Adobe Air on Fedora 12 x64

I support Pandora and like the Pandora One desktop app (info and download, blog post).

Trying to get it to run successfully on Fedora was kind of a hassle.

Also, I’ve done this twice now and have had to do different things, so I’ll list them all.

First I downloaded the Adobe Air Installer.

wget http://airdownload.adobe.com/air/lin/download/latest/AdobeAIRInstaller.bin

… you could also have downloaded it through Firefox or whatever.

Now change the permissions and attempt to run it:

chmod u+x AdobeAIRInstaller.bin
./AdobeAIRInstaller.bin

Here I got a little dialog window, it looked like it began to install but then failed when it said that I needed gnome-keyring-daemon to be running.

The fact is, I had the gnome-keyring-daemon running. A simple ps confirmed this:

ps aux | grep keyring

The problem, it turned out, was that I had the x64 version of the keyring daemon running and was missing some x86 libraries.

I installed the x86 version of the gnome-keyring:

sudo yum install gnome-keyring.i686

… but that didn’t seem to do it — I was still missing something.

After some googling I came across a forum post saying these packages were also necessary:

yum install ld-linux.so.2 gtk2-devel.i686 libxml2.i686 libXt.so.6
yum install xterm rpm-libs.i686 nss.i686 libcanberra-gtk2.i686

This helped run the installer and it completed but threw an error that didn’t seem to cause any problems. For good measure I installed this package too to address the error:

sudo yum install PackageKit-gtk-module.i686

So now I had Adobe Air successfully installed, but whenever I tried to install an Air application, I would get a segfault.

Application crashed with an unhandled SIGSEGV

I was able to see this message by running “Adobe AIR Application Installer” from command line, not the Application menu.

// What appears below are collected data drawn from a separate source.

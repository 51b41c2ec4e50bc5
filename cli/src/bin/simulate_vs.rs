use clap::Parser;
use duel_engine::api::{simulate_duel_many, Policy, SimulationConfig};
use encoding_rs::Encoding;
use serde::Deserialize;
use std::{fs, path::PathBuf};

#[derive(Parser)]
#[command(name = "simulate-vs")]
#[command(about = "Monte Carlo sim: many duels between two action policies")]
struct Args {
    /// Weights of the first side as guard,attack,defend,dodge
    #[arg(long, default_value = "1,1,1,1")]
    first: String,

    /// Weights of the second side as guard,attack,defend,dodge
    #[arg(long, default_value = "1,1,1,1")]
    second: String,

    /// Optional JSON file { "first": {...}, "second": {...} }; overrides --first/--second
    #[arg(long)]
    policies: Option<PathBuf>,

    /// Builtin creature profile
    #[arg(long)]
    profile: Option<String>,

    /// Creature profile JSON file; wins over --profile
    #[arg(long)]
    profile_file: Option<PathBuf>,

    /// Number of trials
    #[arg(long, default_value_t = 1000)]
    trials: u32,

    /// Safety cap on rounds per trial
    #[arg(long, default_value_t = 100)]
    max_rounds: u32,

    /// RNG base seed (trial i uses seed+i)
    #[arg(long, default_value_t = 12345)]
    seed: u64,
}

#[derive(Deserialize)]
struct PolicyPair {
    #[serde(default)]
    first: Policy,
    #[serde(default)]
    second: Policy,
}

fn parse_weights(s: &str) -> anyhow::Result<Policy> {
    let parts = s
        .split(',')
        .map(|p| p.trim().parse::<u32>())
        .collect::<Result<Vec<_>, _>>()?;
    let [guard, attack, defend, dodge] = parts[..] else {
        anyhow::bail!("expected four weights (guard,attack,defend,dodge), got: {}", s);
    };
    Ok(Policy {
        guard,
        attack,
        defend,
        dodge,
    })
}

fn read_text_auto(path: &std::path::Path) -> anyhow::Result<String> {
    let bytes = fs::read(path)?;
    if let Some((enc, bom_len)) = Encoding::for_bom(&bytes) {
        let (cow, _, _) = enc.decode(&bytes[bom_len..]);
        Ok(cow.into_owned())
    } else {
        Ok(String::from_utf8(bytes)?)
    }
}

fn pct(part: u32, total: u32) -> f64 {
    if total == 0 {
        0.0
    } else {
        part as f64 * 100.0 / total as f64
    }
}

fn main() -> anyhow::Result<()> {
    let args = Args::parse();

    let (first, second) = match args.policies.as_ref() {
        Some(path) => {
            let pair: PolicyPair = serde_json::from_str(&read_text_auto(path)?)?;
            (pair.first, pair.second)
        }
        None => (parse_weights(&args.first)?, parse_weights(&args.second)?),
    };

    let cfg = SimulationConfig {
        profile_id: args.profile.clone(),
        profile_path: args
            .profile_file
            .as_ref()
            .map(|p| p.to_string_lossy().into_owned()),
        first,
        second,
        seed: args.seed,
        max_rounds: args.max_rounds,
    };
    let stats = simulate_duel_many(&cfg, args.trials)?;

    let weights = |p: &Policy| format!("{}/{}/{}/{}", p.guard, p.attack, p.defend, p.dodge);

    println!("simulate-vs results");
    println!("-------------------");
    println!("trials:             {}", stats.samples);
    let profile = match (&args.profile_file, &args.profile) {
        (Some(path), _) => path.display().to_string(),
        (None, Some(id)) => id.clone(),
        (None, None) => "standard".to_string(),
    };
    println!("profile:            {}", profile);
    println!("first (g/a/d/d):    {}", weights(&cfg.first));
    println!("second (g/a/d/d):   {}", weights(&cfg.second));
    println!();
    println!("first wins:         {:.1}%", pct(stats.first_wins, stats.samples));
    println!("second wins:        {:.1}%", pct(stats.second_wins, stats.samples));
    println!("draws:              {:.1}%", pct(stats.draws, stats.samples));
    println!("unfinished:         {:.1}%", pct(stats.unfinished, stats.samples));
    println!("avg rounds:         {:.2}", stats.avg_rounds);

    Ok(())
}
use duel_engine::api::{simulate_duel, simulate_duel_many, Policy, SimulationConfig};
use duel_engine::{Action, WinnerSlot};

#[test]
fn duel_api_smoke() {
    let manifest = std::path::Path::new(env!("CARGO_MANIFEST_DIR"));
    let profile_path = manifest
        .join("content/creatures/brute.json")
        .to_string_lossy()
        .into_owned();

    let cfg = SimulationConfig {
        profile_path: Some(profile_path),
        seed: 2025,
        ..SimulationConfig::default()
    };
    let res = simulate_duel(&cfg).expect("duel ran");
    assert!(res.rounds > 0);
    assert_eq!(res.reports.len(), res.rounds as usize);
    assert_eq!(res.reports.last().map(|r| r.winner), Some(res.winner));
}

#[test]
fn same_seed_same_duel() {
    let cfg = SimulationConfig {
        seed: 7,
        ..SimulationConfig::default()
    };
    let a = simulate_duel(&cfg).unwrap();
    let b = simulate_duel(&cfg).unwrap();
    assert_eq!(a.reports, b.reports);
    assert_eq!(a.winner, b.winner);
}

#[test]
fn relentless_attacker_beats_a_passive_opponent() {
    let cfg = SimulationConfig {
        first: Policy::only(Action::Attack),
        second: Policy::only(Action::Guard),
        ..SimulationConfig::default()
    };
    let res = simulate_duel(&cfg).unwrap();

    // Guard offers no protection: four clean hits and the attacker is never touched.
    assert_eq!(res.winner, WinnerSlot::First);
    assert_eq!(res.first_health_end, 20);
    assert!(res.second_health_end <= 0);
    assert_eq!(res.rounds, 4);
}

#[test]
fn passive_duel_runs_out_of_rounds() {
    let cfg = SimulationConfig {
        first: Policy::only(Action::Guard),
        second: Policy::only(Action::Guard),
        max_rounds: 12,
        ..SimulationConfig::default()
    };
    let res = simulate_duel(&cfg).unwrap();
    assert_eq!(res.winner, WinnerSlot::None);
    assert_eq!(res.rounds, 12);
    assert_eq!(res.first_health_end, 20);
}

#[test]
fn policy_without_weight_is_rejected() {
    let cfg = SimulationConfig {
        first: Policy {
            guard: 0,
            attack: 0,
            defend: 0,
            dodge: 0,
        },
        ..SimulationConfig::default()
    };
    let err = simulate_duel(&cfg).unwrap_err();
    assert!(err.to_string().contains("no usable weight"));
}

#[test]
fn many_duels_account_for_every_sample() {
    let cfg = SimulationConfig {
        seed: 1,
        ..SimulationConfig::default()
    };
    let stats = simulate_duel_many(&cfg, 50).unwrap();
    assert_eq!(stats.samples, 50);
    assert_eq!(
        stats.first_wins + stats.second_wins + stats.draws + stats.unfinished,
        50
    );
    assert!(stats.avg_rounds > 0.0);
}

Otherwise, the installer would pop up for a split second and immediately disappear.

Anyway, after some more googling, I came across a forum post regarding certificates and a fix.

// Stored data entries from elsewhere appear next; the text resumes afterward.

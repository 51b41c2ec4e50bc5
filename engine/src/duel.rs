use std::time::Duration;

use serde::Serialize;
use tracing::debug;

use crate::combat::actions::resolve_pair;
use crate::conditions::{Action, Effect};
use crate::creature::{Creature, CreatureProfile};
use crate::error::DuelError;
use crate::report::{DuelReport, Slot, WinnerSlot};

/// Where a pairing stands between two resolutions.
#[derive(Debug, Clone, Copy, PartialEq, Eq, Serialize)]
#[serde(rename_all = "snake_case")]
pub enum DuelPhase {
    AwaitingActions,
    ResolutionReady,
    Finished(WinnerSlot),
    Forfeited,
}

impl DuelPhase {
    pub fn is_closed(self) -> bool {
        matches!(self, DuelPhase::Finished(_) | DuelPhase::Forfeited)
    }
}

/// Identifies one specific commitment: the round it was made in and the commit counter of its side.
#[derive(Debug, Clone, Copy, PartialEq, Eq)]
pub struct Ticket {
    pub round: u32,
    pub seq: u64,
}

#[derive(Debug, Clone, Copy, PartialEq, Eq)]
pub enum TicketState {
    Current,
    /// The same side committed something else since.
    Replaced,
    /// The round this ticket belongs to has been resolved.
    RoundOver,
    Closed(DuelPhase),
}

/// What happened to a requested action.
#[derive(Debug, Clone, Copy, PartialEq, Eq)]
pub enum Commit {
    /// The action is now committed with this window.
    Set { duration: Duration, ticket: Ticket },
    /// The same action was already committed.
    Unchanged,
    /// An effect holds the creature; the stored window is reported back. The ticket is the
    /// side's current one, so the forced round can still be resolved from this call.
    Suppressed {
        effect: Effect,
        duration: Duration,
        ticket: Ticket,
    },
}

impl Commit {
    /// The commit window, when there is one to report.
    pub fn duration(&self) -> Option<Duration> {
        match *self {
            Commit::Set { duration, .. } | Commit::Suppressed { duration, .. } => Some(duration),
            Commit::Unchanged => None,
        }
    }
}

/// Two creatures locked in a duel, without any notion of time or sessions.
#[derive(Debug, Clone)]
pub struct Duel {
    creatures: [Creature; 2],
    round: u32,
    commits: [u64; 2],
    closed: Option<DuelPhase>,
}

impl Duel {
    pub fn new(profile: CreatureProfile, time_unit: Duration) -> Self {
        let creature = Creature::new(profile, time_unit);
        Self {
            creatures: [creature.clone(), creature],
            round: 0,
            commits: [0; 2],
            closed: None,
        }
    }

    pub fn creature(&self, slot: Slot) -> &Creature {
        &self.creatures[slot.index()]
    }

    /// Rounds resolved so far.
    pub fn round(&self) -> u32 {
        self.round
    }

    pub fn phase(&self) -> DuelPhase {
        if let Some(closed) = self.closed {
            return closed;
        }
        if self.is_ready(Slot::First) && self.is_ready(Slot::Second) {
            DuelPhase::ResolutionReady
        } else {
            DuelPhase::AwaitingActions
        }
    }

    pub fn is_open(&self) -> bool {
        self.closed.is_none()
    }

    pub fn is_ready(&self, slot: Slot) -> bool {
        self.creature(slot).is_ready()
    }

    pub fn commit(&mut self, slot: Slot, action: Action) -> Result<Commit, DuelError> {
        let current = Ticket {
            round: self.round,
            seq: self.commits[slot.index()],
        };
        let creature = &mut self.creatures[slot.index()];

        if let Some(effect) = creature.effect() {
            let duration = creature.set_action(action.into())?;
            return Ok(Commit::Suppressed {
                effect,
                duration,
                ticket: current,
            });
        }
        if creature.action() == action {
            return Ok(Commit::Unchanged);
        }

        let duration = creature.set_action(action.into())?;
        self.commits[slot.index()] += 1;
        let ticket = Ticket {
            round: self.round,
            seq: self.commits[slot.index()],
        };
        debug!(?slot, %action, ?duration, round = self.round, "[COMMIT]");
        Ok(Commit::Set { duration, ticket })
    }

    /// A ticket stays current until its side commits again, the round resolves, or the duel closes.
    pub fn ticket_state(&self, slot: Slot, ticket: Ticket) -> TicketState {
        if let Some(closed) = self.closed {
            TicketState::Closed(closed)
        } else if self.round != ticket.round {
            TicketState::RoundOver
        } else if self.commits[slot.index()] != ticket.seq {
            TicketState::Replaced
        } else {
            TicketState::Current
        }
    }

    /// Resolve both committed actions at once. Closes the duel when someone dropped.
    pub fn resolve(&mut self) -> DuelReport {
        let [first, second] = &mut self.creatures;
        let results = resolve_pair(first, second);
        self.round += 1;

        let winner = WinnerSlot::from_deaths(first.is_dead(), second.is_dead());
        if winner.is_terminal() {
            self.closed = Some(DuelPhase::Finished(winner));
        }
        DuelReport::new(self.round, results, winner)
    }

    /// Returns false when the duel was already closed.
    pub fn forfeit(&mut self) -> bool {
        if self.closed.is_some() {
            return false;
        }
        self.closed = Some(DuelPhase::Forfeited);
        true
    }
}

The command basically goes through the Adobe certificates and marks them as trusted (aucm is the Adobe Unix Certificate-Store Manager)

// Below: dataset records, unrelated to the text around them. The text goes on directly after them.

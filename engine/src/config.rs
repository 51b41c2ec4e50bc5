use std::{fs, path::Path, time::Duration};

use anyhow::{bail, Context, Result};
use serde::{Deserialize, Serialize};

use crate::creature::CreatureProfile;

const DEFAULT_TIME_UNIT_MS: u64 = 1000;
const DEFAULT_POLL_INTERVAL_MS: u64 = 500;

/// Tunables of an arena. Every field has a default, so an empty file is a valid config.
#[derive(Debug, Clone, PartialEq, Eq, Serialize, Deserialize)]
#[serde(rename_all = "snake_case")]
pub struct ArenaConfig {
    /// Stats both creatures start every duel with.
    #[serde(default)]
    pub profile: CreatureProfile,
    /// Length of one commit-window unit.
    #[serde(default = "default_time_unit_ms")]
    pub time_unit_ms: u64,
    /// Upper bound on how long a waiting participant goes without re-checking its opponent.
    #[serde(default = "default_poll_interval_ms")]
    pub poll_interval_ms: u64,
}

fn default_time_unit_ms() -> u64 {
    DEFAULT_TIME_UNIT_MS
}

fn default_poll_interval_ms() -> u64 {
    DEFAULT_POLL_INTERVAL_MS
}

impl Default for ArenaConfig {
    fn default() -> Self {
        Self {
            profile: CreatureProfile::default(),
            time_unit_ms: DEFAULT_TIME_UNIT_MS,
            poll_interval_ms: DEFAULT_POLL_INTERVAL_MS,
        }
    }
}

impl ArenaConfig {
    pub fn with_profile(profile: CreatureProfile) -> Self {
        Self {
            profile,
            ..Self::default()
        }
    }

    pub fn time_unit(&self) -> Duration {
        Duration::from_millis(self.time_unit_ms)
    }

    /// Never zero: a zero interval would spin.
    pub fn poll_interval(&self) -> Duration {
        Duration::from_millis(self.poll_interval_ms.max(1))
    }

    /// Load from a `.json`, `.yaml` or `.yml` file.
    pub fn load(path: impl AsRef<Path>) -> Result<Self> {
        let path = path.as_ref();
        let text = fs::read_to_string(path)
            .with_context(|| format!("failed to read arena config: {}", path.display()))?;
        let ext = path
            .extension()
            .and_then(|e| e.to_str())
            .map(str::to_ascii_lowercase);
        match ext.as_deref() {
            Some("json") => Self::from_json(&text)
                .with_context(|| format!("failed to parse arena config JSON: {}", path.display())),
            Some("yaml") | Some("yml") => Self::from_yaml(&text)
                .with_context(|| format!("failed to parse arena config YAML: {}", path.display())),
            _ => bail!("unsupported config format: {}", path.display()),
        }
    }

    pub fn from_json(text: &str) -> Result<Self> {
        Ok(serde_json::from_str(text)?)
    }

    pub fn from_yaml(text: &str) -> Result<Self> {
        Ok(serde_yaml::from_str(text)?)
    }
}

for c in /etc/opt/Adobe/certificates/crypt/*.0; do sudo aucm -n $(basename $c) -t true; done

(I added the sudo because I wasn’t running as root and that gave me a ton of “Root permissions are required to modify the certificate store.” errors.)

After running that, I got a lot of “Certificate Found, processing… Property changed.” messages.

Once that was complete, I was able to install the Pandora Air Application and run it without problems.

To summarize without the details:

cd /tmp
wget http://airdownload.adobe.com/air/lin/download/latest/AdobeAIRInstaller.bin
chmod u+x AdobeAIRInstaller.bin
./AdobeAIRInstaller.bin
sudo yum install gnome-keyring.i686 ld-linux.so.2 gtk2-devel.i686
sudo yum install libxml2.i686 libXt.so.6 xterm rpm-libs.i686
sudo yum install nss.i686 libcanberra-gtk2.i686 PackageKit-gtk-module.i686
for c in /etc/opt/Adobe/certificates/crypt/*.0; do sudo aucm -n $(basename $c) -t true; done
Posted Wednesday, March 10th, 2010 under linux, tips and tricks.